Task goal |
Your task is to retype, exactly and with nothing else, every line from the one containing "Err(e) => return" to the end of the listing.

┄┄┄┄┄┄┄┄┄┄┄┄┄┄┄┄┄┄┄┄

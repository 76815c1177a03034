//! Request/response logging middleware.

use std::time::Instant;

use axum::extract::Request;
use axum::middleware::Next;
use axum::response::Response;
use tracing::{info, warn};

/// Logs request method, path, status, and duration.
///
/// Server errors are logged at `warn` so they stand out from routine traffic.
pub async fn request_logging(request: Request, next: Next) -> Response {
    let method = request.method().clone();
    let path = request.uri().path().to_string();
    let start = Instant::now();

    let response = next.run(request).await;

    let duration_ms = start.elapsed().as_millis();
    let status = response.status();

    if status.is_server_error() {
        warn!(%method, %path, status = status.as_u16(), duration_ms, "HTTP request");
    } else {
        info!(%method, %path, status = status.as_u16(), duration_ms, "HTTP request");
    }

    response
}
//! Schedule progression worker configuration.

use serde::{Deserialize, Serialize};

/// Configuration for the worker that moves validated sessions to
/// `ongoing` and `completed` as their schedule elapses.
#[derive(Debug, Clone, Serialize, Deserialize)]
pub struct WorkerConfig {
    /// Whether the worker is enabled.
    #[serde(default = "default_true")]
    pub enabled: bool,
    /// Interval in seconds between two progression ticks.
    #[serde(default = "default_tick_interval")]
    pub tick_interval_seconds: u64,
    /// Seconds to wait for an in-flight tick on shutdown.
    #[serde(default = "default_shutdown_grace")]
    pub shutdown_grace_seconds: u64,
}

impl Default for WorkerConfig {
    fn default() -> Self {
        Self {
            enabled: default_true(),
            tick_interval_seconds: default_tick_interval(),
            shutdown_grace_seconds: default_shutdown_grace(),
        }
    }
}

fn default_true() -> bool {
    true
}

fn default_tick_interval() -> u64 {
    60
}

fn default_shutdown_grace() -> u64 {
    10
}
//! Shared-secret check for the Moodle embedding bridge.

use subtle::ConstantTimeEq;
use tracing::warn;

use trainhub_core::config::AuthConfig;
use trainhub_core::error::AppError;

/// Verifies the `X-Embed-Key` presented by the host platform.
#[derive(Clone)]
pub struct EmbedVerifier {
    secret: Vec<u8>,
}

impl std::fmt::Debug for EmbedVerifier {
    fn fmt(&self, f: &mut std::fmt::Formatter<'_>) -> std::fmt::Result {
        f.debug_struct("EmbedVerifier")
            .field("enabled", &self.is_enabled())
            .finish()
    }
}

impl EmbedVerifier {
    /// Creates a verifier from auth configuration.
    pub fn new(config: &AuthConfig) -> Self {
        Self {
            secret: config.embed_shared_secret.as_bytes().to_vec(),
        }
    }

    /// Whether a shared secret is configured.
    pub fn is_enabled(&self) -> bool {
        !self.secret.is_empty()
    }

    /// Check a presented key in constant time.
    ///
    /// # Errors
    ///
    /// * `Authorization` when the bridge is disabled.
    /// * `Authentication` when the key is missing or wrong.
    pub fn verify(&self, presented: Option<&str>) -> Result<(), AppError> {
        if !self.is_enabled() {
            return Err(AppError::authorization("Embed bridge is disabled"));
        }

        let presented = presented.ok_or_else(|| AppError::authentication("Missing embed key"))?;
        if bool::from(presented.as_bytes().ct_eq(&self.secret)) {
            Ok(())
        } else {
            warn!("Rejected embed token request with an invalid key");
            Err(AppError::authentication("Invalid embed key"))
        }
    }
}

#[cfg(test)]
mod tests {
    use super::*;
    use trainhub_core::error::ErrorKind;

    fn verifier(secret: &str) -> EmbedVerifier {
        EmbedVerifier::new(&AuthConfig {
            embed_shared_secret: secret.into(),
            ..AuthConfig::default()
        })
    }

    #[test]
    fn test_disabled_without_secret() {
        let err = verifier("").verify(Some("")).unwrap_err();
        assert_eq!(err.kind, ErrorKind::Authorization);
    }

    #[test]
    fn test_key_comparison() {
        let v = verifier("moodle-shared");
        assert!(v.verify(Some("moodle-shared")).is_ok());
        assert_eq!(
            v.verify(Some("moodle-share")).unwrap_err().kind,
            ErrorKind::Authentication
        );
        assert_eq!(v.verify(None).unwrap_err().kind, ErrorKind::Authentication);
    }
}
//! Server and CORS configuration.

use serde::{Deserialize, Serialize};

/// HTTP server configuration.
#[derive(Debug, Clone, Serialize, Deserialize)]
pub struct ServerConfig {
    /// Bind address.
    #[serde(default = "default_host")]
    pub host: String,
    /// Bind port.
    #[serde(default = "default_port")]
    pub port: u16,
    /// Request timeout in seconds.
    #[serde(default = "default_request_timeout")]
    pub request_timeout_seconds: u64,
    /// Graceful shutdown timeout in seconds.
    #[serde(default = "default_shutdown_grace")]
    pub shutdown_grace_seconds: u64,
    /// CORS configuration.
    #[serde(default)]
    pub cors: CorsConfig,
}

impl Default for ServerConfig {
    fn default() -> Self {
        Self {
            host: default_host(),
            port: default_port(),
            request_timeout_seconds: default_request_timeout(),
            shutdown_grace_seconds: default_shutdown_grace(),
            cors: CorsConfig::default(),
        }
    }
}

impl ServerConfig {
    /// Return the `host:port` bind address.
    pub fn bind_address(&self) -> String {
        format!("{}:{}", self.host, self.port)
    }
}

/// CORS (Cross-Origin Resource Sharing) configuration.
///
/// The Moodle widget is served from the LMS origin, which must be listed
/// here in production.
#[derive(Debug, Clone, Serialize, Deserialize)]
pub struct CorsConfig {
    /// Allowed origins (use `["*"]` for development only).
    #[serde(default = "default_allowed_origins")]
    pub allowed_origins: Vec<String>,
    /// Allowed HTTP methods.
    #[serde(default = "default_allowed_methods")]
    pub allowed_methods: Vec<String>,
    /// Allowed HTTP headers.
    #[serde(default = "default_allowed_headers")]
    pub allowed_headers: Vec<String>,
    /// Max age for preflight cache in seconds.
    #[serde(default = "default_max_age")]
    pub max_age_seconds: u64,
}

impl Default for CorsConfig {
    fn default() -> Self {
        Self {
            allowed_origins: default_allowed_origins(),
            allowed_methods: default_allowed_methods(),
            allowed_headers: default_allowed_headers(),
            max_age_seconds: default_max_age(),
        }
    }
}

fn default_host() -> String {
    "0.0.0.0".to_string()
}

fn default_port() -> u16 {
    8080
}

fn default_request_timeout() -> u64 {
    30
}

fn default_shutdown_grace() -> u64 {
    30
}

fn default_allowed_origins() -> Vec<String> {
    vec!["*".to_string()]
}

fn default_allowed_methods() -> Vec<String> {
    vec![
        "GET".to_string(),
        "POST".to_string(),
        "OPTIONS".to_string(),
    ]
}

fn default_allowed_headers() -> Vec<String> {
    vec!["*".to_string()]
}

fn default_max_age() -> u64 {
    3600
}
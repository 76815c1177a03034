//! `EmbedCaller` extractor: checks the LMS shared key from the headers.
//!
//! List it before the body extractor: the key is checked before the
//! payload is parsed or validated.

use axum::extract::FromRequestParts;
use axum::http::request::Parts;

use crate::error::ApiError;
use crate::state::AppState;

/// Header carrying the shared key.
pub const EMBED_KEY_HEADER: &str = "x-embed-key";

/// Proof that the request carried a valid embed key.
#[derive(Debug, Clone, Copy)]
pub struct EmbedCaller;

impl FromRequestParts<AppState> for EmbedCaller {
    type Rejection = ApiError;

    async fn from_request_parts(
        parts: &mut Parts,
        state: &AppState,
    ) -> Result<Self, Self::Rejection> {
        let presented = parts
            .headers
            .get(EMBED_KEY_HEADER)
            .and_then(|v| v.to_str().ok());
        state.embed.verify(presented)?;
        Ok(EmbedCaller)
    }
}
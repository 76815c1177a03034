//! Core type definitions used across the TrainHub workspace.

pub mod id;
pub mod pagination;

pub use id::*;
pub use pagination::{PageRequest, PageResponse};
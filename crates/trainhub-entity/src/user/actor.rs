//! The acting user of an operation.

use serde::{Deserialize, Serialize};

use trainhub_core::types::UserId;

use super::role::UserRole;

/// Authenticated user performing an action, identified by id and role.
///
/// Passed explicitly into every workflow operation; nothing in TrainHub
/// reads the current user from ambient state.
#[derive(Debug, Clone, PartialEq, Eq, Serialize, Deserialize)]
pub struct Actor {
    /// User identifier on the host platform.
    pub id: UserId,
    /// Login or display name, for logs and audit details.
    pub username: String,
    /// Role at the time the credential was issued.
    pub role: UserRole,
}

impl Actor {
    /// Creates a new actor.
    pub fn new(id: UserId, username: impl Into<String>, role: UserRole) -> Self {
        Self {
            id,
            username: username.into(),
            role,
        }
    }

    /// Whether the actor holds exactly the given role.
    pub fn has_role(&self, role: UserRole) -> bool {
        self.role == role
    }

    /// Whether the actor holds an HR-class role (`hr` or `drh`).
    pub fn is_hr_class(&self) -> bool {
        self.role.is_hr_class()
    }
}
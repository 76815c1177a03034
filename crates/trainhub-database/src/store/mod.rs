//! Store traits consumed by the service layer.
//!
//! A store is an opaque record collection: filtered selects ordered by
//! `start_time`, inserts, and a single-row conditional update. Every
//! implementation must apply [`SessionStore::apply_change`] atomically.

pub mod memory;

use std::sync::Arc;

use async_trait::async_trait;
use tracing::info;
use uuid::Uuid;

use trainhub_core::config::{DatabaseConfig, PersistenceProvider};
use trainhub_core::result::AppResult;
use trainhub_core::types::pagination::{PageRequest, PageResponse};
use trainhub_entity::audit::{AuditLogEntry, CreateAuditLogEntry};
use trainhub_entity::session::{CreateSession, Session, SessionChange, SessionStatus};

use crate::connection::DatabasePool;
use crate::repositories::{AuditLogRepository, SessionRepository};

use self::memory::{MemoryAuditStore, MemorySessionStore};

/// Training session persistence.
#[async_trait]
pub trait SessionStore: Send + Sync + std::fmt::Debug {
    /// Find a session by ID.
    async fn find_by_id(&self, id: Uuid) -> AppResult<Option<Session>>;

    /// All sessions whose status is in `statuses`, ordered by `start_time` ascending.
    async fn find_by_status(&self, statuses: &[SessionStatus]) -> AppResult<Vec<Session>>;

    /// One page of sessions, ordered by `start_time` ascending.
    ///
    /// An empty `statuses` slice means no status filter.
    async fn list(
        &self,
        statuses: &[SessionStatus],
        page: &PageRequest,
    ) -> AppResult<PageResponse<Session>>;

    /// Insert a new session in `planned` with version 1.
    async fn create(&self, data: &CreateSession) -> AppResult<Session>;

    /// Apply `change` if the row still has `expected_version` and status `change.from`.
    ///
    /// # Errors
    ///
    /// * `NotFound` when no session has this ID.
    /// * `Conflict` when the row was modified since it was read.
    async fn apply_change(
        &self,
        id: Uuid,
        expected_version: i64,
        change: &SessionChange,
    ) -> AppResult<Session>;

    /// Check that the backing store answers.
    async fn health_check(&self) -> AppResult<bool>;
}

/// Append-only audit trail.
#[async_trait]
pub trait AuditStore: Send + Sync + std::fmt::Debug {
    /// Append an entry.
    async fn append(&self, entry: &CreateAuditLogEntry) -> AppResult<AuditLogEntry>;

    /// Entries for one target, oldest first.
    async fn find_by_target(
        &self,
        target_type: &str,
        target_id: Uuid,
    ) -> AppResult<Vec<AuditLogEntry>>;
}

/// The pair of stores the application runs on.
#[derive(Debug, Clone)]
pub struct Stores {
    /// Session store.
    pub sessions: Arc<dyn SessionStore>,
    /// Audit store.
    pub audit: Arc<dyn AuditStore>,
}

impl Stores {
    /// In-memory stores, empty.
    pub fn memory() -> Self {
        Self {
            sessions: Arc::new(MemorySessionStore::new()),
            audit: Arc::new(MemoryAuditStore::new()),
        }
    }

    /// PostgreSQL-backed stores sharing one pool.
    pub fn postgres(db: &DatabasePool) -> Self {
        Self {
            sessions: Arc::new(SessionRepository::new(db.pool().clone())),
            audit: Arc::new(AuditLogRepository::new(db.pool().clone())),
        }
    }
}

/// Open the stores selected by `config.provider`.
pub async fn open(config: &DatabaseConfig) -> AppResult<Stores> {
    match config.provider {
        PersistenceProvider::Memory => {
            info!("Using in-memory session store; data is lost on shutdown");
            Ok(Stores::memory())
        }
        PersistenceProvider::Postgres => {
            let db = DatabasePool::connect(config).await?;
            Ok(Stores::postgres(&db))
        }
    }
}
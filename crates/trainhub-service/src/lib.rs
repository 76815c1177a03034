//! # trainhub-service
//!
//! Business logic service layer for TrainHub. Services are constructed
//! with their stores injected as `Arc<dyn …>` and never reach for ambient
//! state: the acting user is always passed in.

pub mod audit;
pub mod context;
pub mod schedule;
pub mod session;
pub mod validation;

pub use audit::AuditService;
pub use context::RequestContext;
pub use schedule::{ProgressReport, ScheduleService};
pub use session::{NewSession, SessionService};
pub use validation::{PendingSessions, ValidationEngine, ValidationQueue, ValidationRequest};
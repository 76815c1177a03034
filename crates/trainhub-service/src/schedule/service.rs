//! Schedule progression service.

use std::sync::Arc;

use chrono::{DateTime, Utc};
use serde::{Deserialize, Serialize};
use tracing::{debug, info, warn};

use trainhub_core::error::ErrorKind;
use trainhub_core::result::AppResult;
use trainhub_database::store::SessionStore;
use trainhub_entity::session::Progression;

use crate::audit::AuditService;

/// Outcome of one progression pass.
#[derive(Debug, Clone, Copy, Default, PartialEq, Eq, Serialize, Deserialize)]
pub struct ProgressReport {
    /// Sessions moved to `ongoing`.
    pub started: u32,
    /// Sessions moved to `completed`.
    pub completed: u32,
    /// Sessions skipped because another writer got there first.
    pub conflicts: u32,
}

impl ProgressReport {
    /// Number of sessions that changed status.
    pub fn changed(&self) -> u32 {
        self.started + self.completed
    }
}

/// Moves fully validated sessions through `ongoing` and `completed` by clock.
#[derive(Debug, Clone)]
pub struct ScheduleService {
    store: Arc<dyn SessionStore>,
    audit: AuditService,
}

impl ScheduleService {
    /// Creates a new schedule service.
    pub fn new(store: Arc<dyn SessionStore>, audit: AuditService) -> Self {
        Self { store, audit }
    }

    /// Apply every change due at `now`.
    ///
    /// A session that starts and ends before the next pass is started on
    /// this pass and completed on the following one.
    pub async fn advance_due(&self, now: DateTime<Utc>) -> AppResult<ProgressReport> {
        let candidates = self.store.find_by_status(&Progression::SCANNED).await?;
        let mut report = ProgressReport::default();

        for session in candidates {
            let Some(change) = Progression::due(&session, now) else {
                continue;
            };

            match self
                .store
                .apply_change(session.id, session.version, &change)
                .await
            {
                Ok(_) => {
                    info!(
                        session_id = %session.id,
                        from = %change.from,
                        to = %change.to,
                        "Session progressed"
                    );
                    self.audit.record_change(None, session.id, &change).await;
                    if change.to.is_terminal() {
                        report.completed += 1;
                    } else {
                        report.started += 1;
                    }
                }
                Err(e) if matches!(e.kind, ErrorKind::Conflict | ErrorKind::NotFound) => {
                    warn!(session_id = %session.id, error = %e, "Skipping session changed concurrently");
                    report.conflicts += 1;
                }
                Err(e) => return Err(e),
            }
        }

        debug!(
            started = report.started,
            completed = report.completed,
            conflicts = report.conflicts,
            "Progression pass finished"
        );
        Ok(report)
    }
}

┄┄┄┄┄┄┄┄┄┄┄┄┄┄┄┄┄┄┄┄

Worked solution |
                Err(e) => return Err(e),
            }
        }

        debug!(
            started = report.started,
            completed = report.completed,
            conflicts = report.conflicts,
            "Progression pass finished"
        );
        Ok(report)
    }
}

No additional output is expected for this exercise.